| Theo Dingermann |
| 03.07.2026 13:00 Uhr |
Künftig wird es möglich sein, Erkrankungen frühzeitiger als heute zu erkennen oder sogar vorhersagen zu können und gezielter zu behandeln. / © Shutterstock/khunkornStudio
Es sind aktuelle Überlegungen, die auch von deutschen Politikern und Gesundheitsexperten geäußert werden: dass es Zeit wird für eine Medizin, die biologische Alterungsprozesse einzelner Organe überwacht und individuelle Krankheitsrisiken erkennt, lange bevor klinische Symptome auftreten. Das steht im krassen Gegensatz zu der aktuellen Situation, in der die meisten chronischen Alterskrankheiten, darunter Alzheimer, Herz-Kreislauf-Erkrankungen, Krebs oder Arthrose, erst diagnostiziert werden, wenn pathologische Prozesse bereits über Jahre oder Jahrzehnte fortgeschritten sind.
Prävention werde, so der Leitgedanke des Artikels, zu einer datenbasierten, kontinuierlichen medizinischen Disziplin statt zu einer Sammlung allgemeiner Lebensstilratschläge. Möglich werden soll dies durch die Kombination aus molekularen Biomarkern, Künstlicher Intelligenz, Genomik, RNA-Technologien, regenerativer Medizin und zunehmend personalisierten Arzneimitteln.

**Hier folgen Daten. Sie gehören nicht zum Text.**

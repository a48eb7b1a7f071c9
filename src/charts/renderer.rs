//! Static Chart Renderer
//! Backend setup, frame geometry, axes and text on top of plotters.
//!
//! Every chart is an outer image of `width x height` pixels with a plotting
//! frame inset by its margins. Marks are positioned in frame coordinates and
//! shifted by the margin when drawn, so scales only ever see the inner size.

use crate::charts::scale::{BandScale, LinearScale};
use crate::config::ChartLayout;
use plotters::coord::Shift;
use plotters::prelude::*;
use plotters::style::text_anchor::{HPos, Pos, VPos};
use plotters::style::{FontDesc, FontFamily, FontStyle, FontTransform};
use std::path::{Path, PathBuf};
use thiserror::Error;

// Colors
pub const STEELBLUE: RGBColor = RGBColor(70, 130, 180);
pub const LIGHT_GREEN: RGBColor = RGBColor(144, 238, 144);
pub const LIGHT_BLUE: RGBColor = RGBColor(173, 216, 230);
pub const LIGHT_CORAL: RGBColor = RGBColor(240, 128, 128);

const NAMED_COLORS: [(&str, RGBColor); 12] = [
    ("black", BLACK),
    ("white", WHITE),
    ("red", RED),
    ("green", RGBColor(0, 128, 0)),
    ("blue", BLUE),
    ("steelblue", STEELBLUE),
    ("lightgreen", LIGHT_GREEN),
    ("lightblue", LIGHT_BLUE),
    ("lightcoral", LIGHT_CORAL),
    ("orange", RGBColor(255, 165, 0)),
    ("gray", RGBColor(128, 128, 128)),
    ("purple", RGBColor(128, 0, 128)),
];

/// Axis tick geometry
const TICK_SIZE: i32 = 6;
const TICK_PADDING: i32 = 3;
const TICK_FONT_SIZE: f64 = 10.0;
const Y_TICK_COUNT: usize = 10;

#[derive(Error, Debug)]
pub enum RenderError {
    #[error("Drawing failed: {0}")]
    Drawing(String),
    #[error("Unknown colour '{0}'")]
    Color(String),
    #[error("Failed to write {path}: {source}")]
    Io {
        path: PathBuf,
        #[source]
        source: std::io::Error,
    },
}

/// Map any backend error into a `RenderError`.
pub fn draw_err<E: std::fmt::Display>(e: E) -> RenderError {
    RenderError::Drawing(e.to_string())
}

/// Plotting frame inside the margins, in image pixels.
#[derive(Debug, Clone, Copy)]
pub struct Frame {
    pub left: f64,
    pub top: f64,
    pub width: f64,
    pub height: f64,
}

impl Frame {
    pub fn from_layout(layout: &ChartLayout) -> Self {
        Self {
            left: layout.margin.left as f64,
            top: layout.margin.top as f64,
            width: layout.inner_width(),
            height: layout.inner_height(),
        }
    }

    /// Frame coordinates to image pixels
    #[inline]
    pub fn px(&self, x: f64, y: f64) -> (i32, i32) {
        ((self.left + x).round() as i32, (self.top + y).round() as i32)
    }
}

/// Renders charts into SVG strings or PNG files.
pub struct StaticChartRenderer;

impl StaticChartRenderer {
    /// Draw into an in-memory SVG document.
    pub fn render_svg<F>(size: (u32, u32), draw: F) -> Result<String, RenderError>
    where
        F: FnOnce(&DrawingArea<SVGBackend, Shift>) -> Result<(), RenderError>,
    {
        let mut svg = String::new();
        {
            let root = SVGBackend::with_string(&mut svg, size).into_drawing_area();
            root.fill(&WHITE).map_err(draw_err)?;
            draw(&root)?;
            root.present().map_err(draw_err)?;
        }
        Ok(svg)
    }

    /// Draw into a PNG file.
    pub fn render_png<F>(path: &Path, size: (u32, u32), draw: F) -> Result<(), RenderError>
    where
        F: FnOnce(&DrawingArea<BitMapBackend, Shift>) -> Result<(), RenderError>,
    {
        let root = BitMapBackend::new(path, size).into_drawing_area();
        root.fill(&WHITE).map_err(draw_err)?;
        draw(&root)?;
        root.present().map_err(draw_err)?;
        Ok(())
    }

    /// Write a rendered SVG document to disk.
    pub fn write_svg(path: &Path, svg: &str) -> Result<(), RenderError> {
        std::fs::write(path, svg).map_err(|source| RenderError::Io {
            path: path.to_path_buf(),
            source,
        })
    }

    /// Parse `#rrggbb`, `#rgb` or one of the supported CSS colour names.
    pub fn parse_color(spec: &str) -> Result<RGBColor, RenderError> {
        let spec = spec.trim();
        if let Some(hex) = spec.strip_prefix('#') {
            let channel = |s: &str| u8::from_str_radix(s, 16).ok();
            let rgb = match hex.len() {
                _ if !hex.is_ascii() => (None, None, None),
                6 => (channel(&hex[0..2]), channel(&hex[2..4]), channel(&hex[4..6])),
                3 => (
                    channel(&hex[0..1].repeat(2)),
                    channel(&hex[1..2].repeat(2)),
                    channel(&hex[2..3].repeat(2)),
                ),
                _ => (None, None, None),
            };
            return match rgb {
                (Some(r), Some(g), Some(b)) => Ok(RGBColor(r, g, b)),
                _ => Err(RenderError::Color(spec.to_string())),
            };
        }

        NAMED_COLORS
            .iter()
            .find(|(name, _)| name.eq_ignore_ascii_case(spec))
            .map(|&(_, color)| color)
            .ok_or_else(|| RenderError::Color(spec.to_string()))
    }

    pub fn text_style(size: f64) -> TextStyle<'static> {
        TextStyle::from(FontDesc::new(FontFamily::SansSerif, size, FontStyle::Normal))
            .color(&BLACK)
    }

    pub fn draw_line<DB: DrawingBackend>(
        area: &DrawingArea<DB, Shift>,
        from: (i32, i32),
        to: (i32, i32),
        style: ShapeStyle,
    ) -> Result<(), RenderError> {
        area.draw(&PathElement::new(vec![from, to], style))
            .map_err(draw_err)
    }

    pub fn draw_text<DB: DrawingBackend>(
        area: &DrawingArea<DB, Shift>,
        text: &str,
        at: (i32, i32),
        style: &TextStyle,
    ) -> Result<(), RenderError> {
        area.draw(&Text::new(text.to_string(), at, style.clone()))
            .map_err(draw_err)
    }

    /// Bottom axis with one tick per band, centred in the band.
    ///
    /// Rotated labels run down from the tick end, reading bottom to top.
    pub fn draw_band_axis<DB: DrawingBackend>(
        area: &DrawingArea<DB, Shift>,
        frame: &Frame,
        x: &BandScale,
        rotate_labels: bool,
    ) -> Result<(), RenderError> {
        let (x0, y0) = frame.px(0.0, frame.height);
        let (x1, _) = frame.px(frame.width, frame.height);
        area.draw(&PathElement::new(
            vec![(x0, y0 + TICK_SIZE), (x0, y0), (x1, y0), (x1, y0 + TICK_SIZE)],
            BLACK.stroke_width(1),
        ))
        .map_err(draw_err)?;

        let style = if rotate_labels {
            Self::text_style(TICK_FONT_SIZE)
                .pos(Pos::new(HPos::Right, VPos::Center))
                .transform(FontTransform::Rotate270)
        } else {
            Self::text_style(TICK_FONT_SIZE).pos(Pos::new(HPos::Center, VPos::Top))
        };
        for name in x.domain() {
            let Some(cx) = x.center(name) else { continue };
            let (tx, ty) = frame.px(cx, frame.height);
            Self::draw_line(area, (tx, ty), (tx, ty + TICK_SIZE), BLACK.stroke_width(1))?;
            Self::draw_text(area, name, (tx, ty + TICK_SIZE + TICK_PADDING), &style)?;
        }
        Ok(())
    }

    /// Left axis with linear ticks.
    pub fn draw_value_axis<DB: DrawingBackend>(
        area: &DrawingArea<DB, Shift>,
        frame: &Frame,
        y: &LinearScale,
    ) -> Result<(), RenderError> {
        let (x0, top) = frame.px(0.0, 0.0);
        let (_, bottom) = frame.px(0.0, frame.height);
        area.draw(&PathElement::new(
            vec![(x0 - TICK_SIZE, bottom), (x0, bottom), (x0, top), (x0 - TICK_SIZE, top)],
            BLACK.stroke_width(1),
        ))
        .map_err(draw_err)?;

        let format = y.tick_format(Y_TICK_COUNT);
        let style = Self::text_style(TICK_FONT_SIZE).pos(Pos::new(HPos::Right, VPos::Center));
        for tick in y.ticks(Y_TICK_COUNT) {
            let (tx, ty) = frame.px(0.0, y.map(tick));
            Self::draw_line(area, (tx - TICK_SIZE, ty), (tx, ty), BLACK.stroke_width(1))?;
            Self::draw_text(area, &format(tick), (tx - TICK_SIZE - TICK_PADDING, ty), &style)?;
        }
        Ok(())
    }

    /// Axis titles: x centred under the frame, y rotated along the left edge.
    pub fn draw_axis_titles<DB: DrawingBackend>(
        area: &DrawingArea<DB, Shift>,
        layout: &ChartLayout,
    ) -> Result<(), RenderError> {
        let frame = Frame::from_layout(layout);
        let size = layout.label_font_size as f64;

        let x_style = Self::text_style(size).pos(Pos::new(HPos::Center, VPos::Bottom));
        let x_at = frame.px(
            frame.width / 2.0,
            frame.height + layout.margin.bottom as f64 - 10.0,
        );
        Self::draw_text(area, &layout.x_label, x_at, &x_style)?;

        let y_style = Self::text_style(size)
            .pos(Pos::new(HPos::Center, VPos::Bottom))
            .transform(FontTransform::Rotate270);
        let y_at = (
            layout.y_label_offset as i32,
            (frame.top + frame.height / 2.0).round() as i32,
        );
        Self::draw_text(area, &layout.y_label, y_at, &y_style)
    }
}

#[cfg(test)]
mod tests {
    use super::*;

    #[test]
    fn test_parse_color() {
        assert_eq!(
            StaticChartRenderer::parse_color("steelblue").unwrap(),
            STEELBLUE
        );
        assert_eq!(
            StaticChartRenderer::parse_color("LightCoral").unwrap(),
            LIGHT_CORAL
        );
        assert_eq!(
            StaticChartRenderer::parse_color("#0a0B0c").unwrap(),
            RGBColor(10, 11, 12)
        );
        assert_eq!(
            StaticChartRenderer::parse_color("#f00").unwrap(),
            RGBColor(255, 0, 0)
        );
        assert!(matches!(
            StaticChartRenderer::parse_color("#12345"),
            Err(RenderError::Color(_))
        ));
        assert!(StaticChartRenderer::parse_color("chartreuse-ish").is_err());
    }

    #[test]
    fn test_frame_offsets_by_margin() {
        let frame = Frame::from_layout(&ChartLayout::boxplot());
        assert_eq!(frame.width, 520.0);
        assert_eq!(frame.height, 300.0);
        assert_eq!(frame.px(0.0, 0.0), (50, 50));
        assert_eq!(frame.px(10.4, 299.6), (60, 350));
    }

    #[test]
    fn test_render_svg_draws_axes() {
        let layout = ChartLayout::boxplot();
        let frame = Frame::from_layout(&layout);
        let x = BandScale::new(["Twitter", "Facebook"], (0.0, frame.width), 0.4);
        let y = LinearScale::new((0.0, 1000.0), (frame.height, 0.0));

        let svg = StaticChartRenderer::render_svg((layout.width, layout.height), |area| {
            StaticChartRenderer::draw_band_axis(area, &frame, &x, layout.rotate_tick_labels)?;
            StaticChartRenderer::draw_value_axis(area, &frame, &y)?;
            StaticChartRenderer::draw_axis_titles(area, &layout)
        })
        .unwrap();

        assert!(svg.contains("<svg"));
        assert!(svg.contains("Twitter"));
        assert!(svg.contains("Facebook"));
        assert!(svg.contains("1,000"));
        assert!(svg.contains("Platform"));
        assert!(svg.contains("Number of Likes"));
        assert!(svg.contains("rotate("));
    }

    #[test]
    fn test_rotated_band_labels() {
        let frame = Frame::from_layout(&ChartLayout::lineplot());
        let x = BandScale::new(
            ["3/1/2024 (Friday)", "3/2/2024 (Saturday)"],
            (0.0, frame.width),
            0.1,
        );

        let flat = StaticChartRenderer::render_svg((800, 570), |area| {
            StaticChartRenderer::draw_band_axis(area, &frame, &x, false)
        })
        .unwrap();
        let rotated = StaticChartRenderer::render_svg((800, 570), |area| {
            StaticChartRenderer::draw_band_axis(area, &frame, &x, true)
        })
        .unwrap();

        assert!(!flat.contains("rotate("));
        assert_eq!(rotated.matches("rotate(270").count(), 2);
        assert!(rotated.contains("text-anchor=\"end\""));
        assert!(rotated.contains("3/2/2024 (Saturday)"));
    }
}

Besonders ausführlich widmet sich der Beitrag der Früherkennung neurodegenerativer Erkrankungen. Bluttests könnten künftig nicht nur genetische Risikokonstellationen wie APOE-Genvarianten identifizieren, sondern mithilfe von Biomarkern wie phosphoryliertem Tau217, einer ganz bestimmten phosphorylierten Form der Tau-Ablagerungen bei Alzheimer-Patienten, auch den Beginn pathologischer Prozesse anzeigen.

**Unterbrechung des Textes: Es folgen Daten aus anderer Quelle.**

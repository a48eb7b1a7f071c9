//! Charts module - Scales, curves and chart rendering

mod curve;
mod plotter;
mod renderer;
mod scale;

pub use curve::{linear_curve, natural_curve};
pub use plotter::ChartPlotter;
pub use renderer::{Frame, RenderError, StaticChartRenderer};
pub use scale::{BandScale, LinearScale, OrdinalScale};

Noch wichtiger erscheint jedoch die Frage, ob sich diese Biomarker therapeutisch beeinflussen lassen. Hierzu werden derzeit große randomisierte Studien vorbereitet, in denen untersucht werden soll, ob Bewegung, Schlafoptimierung oder andere Lebensstilinterventionen den p-Tau217-Spiegel senken und dadurch das Demenzrisiko reduzieren können.

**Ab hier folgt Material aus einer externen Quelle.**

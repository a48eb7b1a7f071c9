//! Data module - CSV loading and record extraction

mod loader;
mod processor;

pub use loader::{DataLoader, LoaderError};
pub use processor::{AvgLikesRecord, DataProcessor, LikesRecord, TimeRecord};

Parallel wächst das Interesse an GLP-1-Rezeptoragonisten. Beobachtungsstudien und Metaanalysen weisen bereits auf ein reduziertes Demenzrisiko unter Semaglutid hin, auch wenn prospektive Interventionsstudien bislang noch keine eindeutigen Ergebnisse liefern. Entscheidend könnte sein, solche Therapien bereits in präsymptomatischen Stadien einzusetzen.